Unified Analytics architecture

The architecture of Unified Analytics supports Cloudera's long-term vision to make Impala and Hive engines equivalent in SQL functionality without syntax changes. You learn the part that each major Unified Analytics component in Cloudera Data Warehouse (CDW) plays in improving your analytics experience.

The architecture brings significant optimization equivalency to the both SQL engines. Each engine has its own style of doing optimizations within the query processor, but there are common techniques such as subquery processing, join ordering and materialized views, which the architecture unifies. The architecture is compatible with the HiveServer (HS2) protocol.

The following diagram shows the Unified Analytics architecture.

The diagram includes the following components:
Connect to the Unified Analytics endpoint parser and validator.
Secures data and supports column masking and row filtering in both engines; whereas, only column masking is available to the un-unified Impala.
Metastore, metadata catalog and caching service
Shared by both engines
Calcite planner
Receives SQL queries from the parser/validator, and generates a plan for Hive or Impala.
Optimized Calcite plan
Generated for Hive or Impala.
Tez compiler
Hands off Tez tasks that run on LLAP daemons to the Tez Application Manager.
Impala session
Connects to the coordinator, runs on executors, and the Web UI shows runtime query profiles for diagnosing problems.
Tez AM and LLAP daemons
The Tez Application Manager (AM) runs the Hive job in LLAP mode, obtaining free threads from LLAP daemons to quickly execute fragments of the plan.
Impala plan
Capabilities and strengths of Impala, such as different types of join algorithms, different types of distribution, broadcast and partitioning for example, generate an Impala specific plan if your client connected to the Impala Virtual Warehouse.
Calcite provides SQL query planning capabilities to both engines. This represents no change to Hive, but adds many new enhancements to Impala. Because the Calcite logic is pluggable for each engine, Unified Analytics can support engine differences, such as type checking, and data and timestamp functions. The pluggable logic based on engine semantics generates appropriate expressions and types. You realize the following benefits of this logic:
  • Function validation
  • Type system implementation
  • Expressions simplification
  • Static partition pruning
For example, multiplying decimals returns results in Hive output different from the Impala output. This architecture makes backward compatibility and forward commonality possible. The pluggable framework expedites adding new Calcite transformation rules for delivering new cost-based optimizations.

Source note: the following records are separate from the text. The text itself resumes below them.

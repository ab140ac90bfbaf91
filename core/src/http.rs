//! HTTP transport types shared by the client and its transports.
//!
//! # Design
//! Requests and responses are plain data. The client assembles an
//! `HttpRequest` (URL, merged headers, serialized body) and hands it to a
//! `Transport`; the transport answers with an `HttpResponse`. Neither type
//! knows anything about auth, pooling or request tracking, so transports stay
//! trivial to write and to fake in tests.
//!
//! All fields use owned types (`String`, `Vec`) so values can be moved into
//! spawned tasks and across the C boundary without lifetime concerns.

use std::fmt;
use std::str::FromStr;
use std::time::Duration;

use crate::error::ApiError;

/// HTTP method for a request.
#[derive(Debug, Clone, Copy, PartialEq, Eq, Hash)]
pub enum HttpMethod {
    Get,
    Post,
    Put,
    Patch,
    Delete,
    Head,
    Options,
}

impl HttpMethod {
    pub fn as_str(&self) -> &'static str {
        match self {
            HttpMethod::Get => "GET",
            HttpMethod::Post => "POST",
            HttpMethod::Put => "PUT",
            HttpMethod::Patch => "PATCH",
            HttpMethod::Delete => "DELETE",
            HttpMethod::Head => "HEAD",
            HttpMethod::Options => "OPTIONS",
        }
    }
}

impl fmt::Display for HttpMethod {
    fn fmt(&self, f: &mut fmt::Formatter<'_>) -> fmt::Result {
        f.write_str(self.as_str())
    }
}

impl FromStr for HttpMethod {
    type Err = ApiError;

    fn from_str(s: &str) -> Result<Self, Self::Err> {
        match s.to_ascii_uppercase().as_str() {
            "GET" => Ok(HttpMethod::Get),
            "POST" => Ok(HttpMethod::Post),
            "PUT" => Ok(HttpMethod::Put),
            "PATCH" => Ok(HttpMethod::Patch),
            "DELETE" => Ok(HttpMethod::Delete),
            "HEAD" => Ok(HttpMethod::Head),
            "OPTIONS" => Ok(HttpMethod::Options),
            other => Err(ApiError::Serialization(format!("unsupported HTTP method: {other}"))),
        }
    }
}

/// A fully assembled HTTP request, ready for a `Transport`.
#[derive(Debug, Clone, PartialEq, Eq)]
pub struct HttpRequest {
    pub method: HttpMethod,
    pub url: String,
    pub headers: Vec<(String, String)>,
    pub body: Option<String>,
    /// Overrides the transport's own timeout for this request only.
    pub timeout: Option<Duration>,
}

impl HttpRequest {
    /// Case-insensitive header lookup.
    pub fn header(&self, name: &str) -> Option<&str> {
        find_header(&self.headers, name)
    }
}

/// An HTTP response described as plain data.
#[derive(Debug, Clone, PartialEq, Eq)]
pub struct HttpResponse {
    pub status: u16,
    pub headers: Vec<(String, String)>,
    pub body: String,
}

impl HttpResponse {
    pub fn is_success(&self) -> bool {
        (200..300).contains(&self.status)
    }

    pub fn header(&self, name: &str) -> Option<&str> {
        find_header(&self.headers, name)
    }

    pub fn content_type(&self) -> Option<&str> {
        self.header("content-type")
    }
}

pub(crate) fn find_header<'a>(headers: &'a [(String, String)], name: &str) -> Option<&'a str> {
    headers
        .iter()
        .find(|(k, _)| k.eq_ignore_ascii_case(name))
        .map(|(_, v)| v.as_str())
}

Partition pruning and predicate push-down are supported by Hive and Impala. Unified Analytics seamlessly handles partition pruning semantics, which can differ because you can have expressions in the pruning predicates. Support for join reordering, materialized view rewriting, and other capabilities, formerly only in Hive, are available in Impala. The query results cache supported in Hive 3 is also now available to Impala.